Stored data entries
- - -
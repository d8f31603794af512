//! Inventory chores shared by several actions.

use crate::gateway::{Entity, EntityKind, EntityQuery, Gateway};
use crate::ledger::Resource;

use super::ActionContext;

fn still_held(env: &dyn Gateway, item: &Entity) -> bool {
    env.find_entities(&EntityQuery::inventory(item.name.clone()))
        .iter()
        .any(|held| held.id == item.id)
}

/// Drops filler one unit at a time while the inventory is full, at most `max`
/// units. Returns how many were dropped.
pub fn drop_filler(cx: &mut ActionContext<'_>, max: u32) -> u32 {
    let filler = cx.config.inventory.filler.clone();
    let window = cx.config.timings.loot;
    let mut dropped = 0;

    while dropped < max && cx.env.is_inventory_full() {
        let Some(item) = cx.env.find_entity(&EntityQuery::inventory(filler.clone())) else {
            tracing::warn!("no {} left to drop", filler);
            break;
        };
        if !cx.env.interact(&item, "Drop") {
            tracing::warn!("failed to drop {}", item.name);
            break;
        }
        cx.env.wait_until(&mut |env| !still_held(env, &item), window);
        dropped += 1;
        if let Some(resource) = Resource::from_item_name(&filler) {
            cx.ledger.increment(resource, -1);
        }
    }

    if dropped > 0 {
        cx.report(format!("Dropped {} {} to make space", dropped, filler));
    }
    dropped
}

pub fn eat_food(cx: &mut ActionContext<'_>) -> bool {
    let food = cx.config.inventory.food.clone();
    consume(cx, food, "Eat")
}

pub fn drink_potion(cx: &mut ActionContext<'_>) -> bool {
    let potion = cx.config.inventory.potion.clone();
    consume(cx, potion, "Drink")
}

fn consume(cx: &mut ActionContext<'_>, name: String, action: &str) -> bool {
    let Some(item) = cx.env.find_entity(&EntityQuery::inventory(name.clone())) else {
        tracing::warn!("no {} in inventory", name);
        return false;
    };
    if !cx.env.interact(&item, action) {
        tracing::warn!("{} on {} failed", action, item.name);
        return false;
    }
    cx.env.delay(cx.config.timings.interaction);
    cx.report(format!("{} {}", action, name));
    true
}

/// Uses the teleport item to return to the crafting room.
pub fn teleport_home(cx: &mut ActionContext<'_>) -> bool {
    let name = cx.config.inventory.teleport.clone();
    let Some(item) = cx.env.find_entity(&EntityQuery::inventory(name.clone())) else {
        tracing::warn!("no {} available", name);
        return false;
    };
    if !cx.env.interact(&item, "Teleport") {
        tracing::warn!("{} failed", name);
        return false;
    }
    cx.env.delay(cx.config.timings.walk);
    cx.report("Teleporting back to the crafting room");
    true
}

/// Wields or wears an inventory item. Returns false when it is not held.
pub fn equip(cx: &mut ActionContext<'_>, name: &str, action: &str) -> bool {
    let Some(item) = cx.env.find_entity(&EntityQuery::inventory(name)) else {
        return false;
    };
    if !cx.env.interact(&item, action) {
        tracing::warn!("{} on {} failed", action, name);
        return false;
    }
    cx.env.delay(cx.config.timings.interaction);
    true
}

/// Picks up visible ground items the run still needs, plus high-priority loot
/// (dropping filler to fit it). Returns the number of items taken.
pub fn collect_loot(cx: &mut ActionContext<'_>) -> u32 {
    let origin = cx.env.player_position();
    let mut loot = cx.env.find_entities(&EntityQuery::new(EntityKind::GroundItem));
    loot.sort_by(|a, b| {
        a.position
            .distance_to(origin)
            .total_cmp(&b.position.distance_to(origin))
    });

    let mut taken = 0;
    for item in loot {
        let Some(resource) = Resource::from_item_name(&item.name) else {
            tracing::debug!("ignoring unknown loot {}", item.name);
            continue;
        };
        let high_priority = resource.is_high_priority_loot();
        if !cx.ledger.needs(resource) && !high_priority {
            tracing::debug!("skipping unnecessary loot {}", item.name);
            continue;
        }
        if cx.env.is_inventory_full() && high_priority {
            drop_filler(cx, 1);
        }
        if cx.env.is_inventory_full() && !cx.env.inventory_contains(&item.name) {
            cx.report(format!("No space for {}", item.name));
            continue;
        }

        let before = cx.env.inventory_count(&item.name);
        if !cx.env.interact(&item, "Take") {
            tracing::warn!("failed to take {}", item.name);
            continue;
        }
        let name = item.name.clone();
        cx.env
            .wait_until(&mut |env| env.inventory_count(&name) > before, cx.config.timings.loot);
        let gained = cx.env.inventory_count(&name).saturating_sub(before);
        if gained > 0 {
            cx.ledger.increment(resource, i64::from(gained));
            cx.report(format!("Looted {} x{}", name, gained));
            taken += 1;
        }
    }
    taken
}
- - -
■ HOW TO COMPLETE THIS TASK ■
A complete, exact repeat of the records is the required answer.

■ RESULT BELOW ■
repository d8f31603794af512
//! Inventory chores shared by several actions.

use crate::gateway::{Entity, EntityKind, EntityQuery, Gateway};
use crate::ledger::Resource;

use super::ActionContext;

fn still_held(env: &dyn Gateway, item: &Entity) -> bool {
    env.find_entities(&EntityQuery::inventory(item.name.clone()))
        .iter()
        .any(|held| held.id == item.id)
}

/// Drops filler one unit at a time while the inventory is full, at most `max`
/// units. Returns how many were dropped.
pub fn drop_filler(cx: &mut ActionContext<'_>, max: u32) -> u32 {
    let filler = cx.config.inventory.filler.clone();
    let window = cx.config.timings.loot;
    let mut dropped = 0;

    while dropped < max && cx.env.is_inventory_full() {
        let Some(item) = cx.env.find_entity(&EntityQuery::inventory(filler.clone())) else {
            tracing::warn!("no {} left to drop", filler);
            break;
        };
        if !cx.env.interact(&item, "Drop") {
            tracing::warn!("failed to drop {}", item.name);
            break;
        }
        cx.env.wait_until(&mut |env| !still_held(env, &item), window);
        dropped += 1;
        if let Some(resource) = Resource::from_item_name(&filler) {
            cx.ledger.increment(resource, -1);
        }
    }

    if dropped > 0 {
        cx.report(format!("Dropped {} {} to make space", dropped, filler));
    }
    dropped
}

pub fn eat_food(cx: &mut ActionContext<'_>) -> bool {
    let food = cx.config.inventory.food.clone();
    consume(cx, food, "Eat")
}

pub fn drink_potion(cx: &mut ActionContext<'_>) -> bool {
    let potion = cx.config.inventory.potion.clone();
    consume(cx, potion, "Drink")
}

fn consume(cx: &mut ActionContext<'_>, name: String, action: &str) -> bool {
    let Some(item) = cx.env.find_entity(&EntityQuery::inventory(name.clone())) else {
        tracing::warn!("no {} in inventory", name);
        return false;
    };
    if !cx.env.interact(&item, action) {
        tracing::warn!("{} on {} failed", action, item.name);
        return false;
    }
    cx.env.delay(cx.config.timings.interaction);
    cx.report(format!("{} {}", action, name));
    true
}

/// Uses the teleport item to return to the crafting room.
pub fn teleport_home(cx: &mut ActionContext<'_>) -> bool {
    let name = cx.config.inventory.teleport.clone();
    let Some(item) = cx.env.find_entity(&EntityQuery::inventory(name.clone())) else {
        tracing::warn!("no {} available", name);
        return false;
    };
    if !cx.env.interact(&item, "Teleport") {
        tracing::warn!("{} failed", name);
        return false;
    }
    cx.env.delay(cx.config.timings.walk);
    cx.report("Teleporting back to the crafting room");
    true
}

/// Wields or wears an inventory item. Returns false when it is not held.
pub fn equip(cx: &mut ActionContext<'_>, name: &str, action: &str) -> bool {
    let Some(item) = cx.env.find_entity(&EntityQuery::inventory(name)) else {
        return false;
    };
    if !cx.env.interact(&item, action) {
        tracing::warn!("{} on {} failed", action, name);
        return false;
    }
    cx.env.delay(cx.config.timings.interaction);
    true
}

/// Picks up visible ground items the run still needs, plus high-priority loot
/// (dropping filler to fit it). Returns the number of items taken.
pub fn collect_loot(cx: &mut ActionContext<'_>) -> u32 {
    let origin = cx.env.player_position();
    let mut loot = cx.env.find_entities(&EntityQuery::new(EntityKind::GroundItem));
    loot.sort_by(|a, b| {
        a.position
            .distance_to(origin)
            .total_cmp(&b.position.distance_to(origin))
    });

    let mut taken = 0;
    for item in loot {
        let Some(resource) = Resource::from_item_name(&item.name) else {
            tracing::debug!("ignoring unknown loot {}", item.name);
            continue;
        };
        let high_priority = resource.is_high_priority_loot();
        if !cx.ledger.needs(resource) && !high_priority {
            tracing::debug!("skipping unnecessary loot {}", item.name);
            continue;
        }
        if cx.env.is_inventory_full() && high_priority {
            drop_filler(cx, 1);
        }
        if cx.env.is_inventory_full() && !cx.env.inventory_contains(&item.name) {
            cx.report(format!("No space for {}", item.name));
            continue;
        }

        let before = cx.env.inventory_count(&item.name);
        if !cx.env.interact(&item, "Take") {
            tracing::warn!("failed to take {}", item.name);
            continue;
        }
        let name = item.name.clone();
        cx.env
            .wait_until(&mut |env| env.inventory_count(&name) > before, cx.config.timings.loot);
        let gained = cx.env.inventory_count(&name).saturating_sub(before);
        if gained > 0 {
            cx.ledger.increment(resource, i64::from(gained));
            cx.report(format!("Looted {} x{}", name, gained));
            taken += 1;
        }
    }
    taken
}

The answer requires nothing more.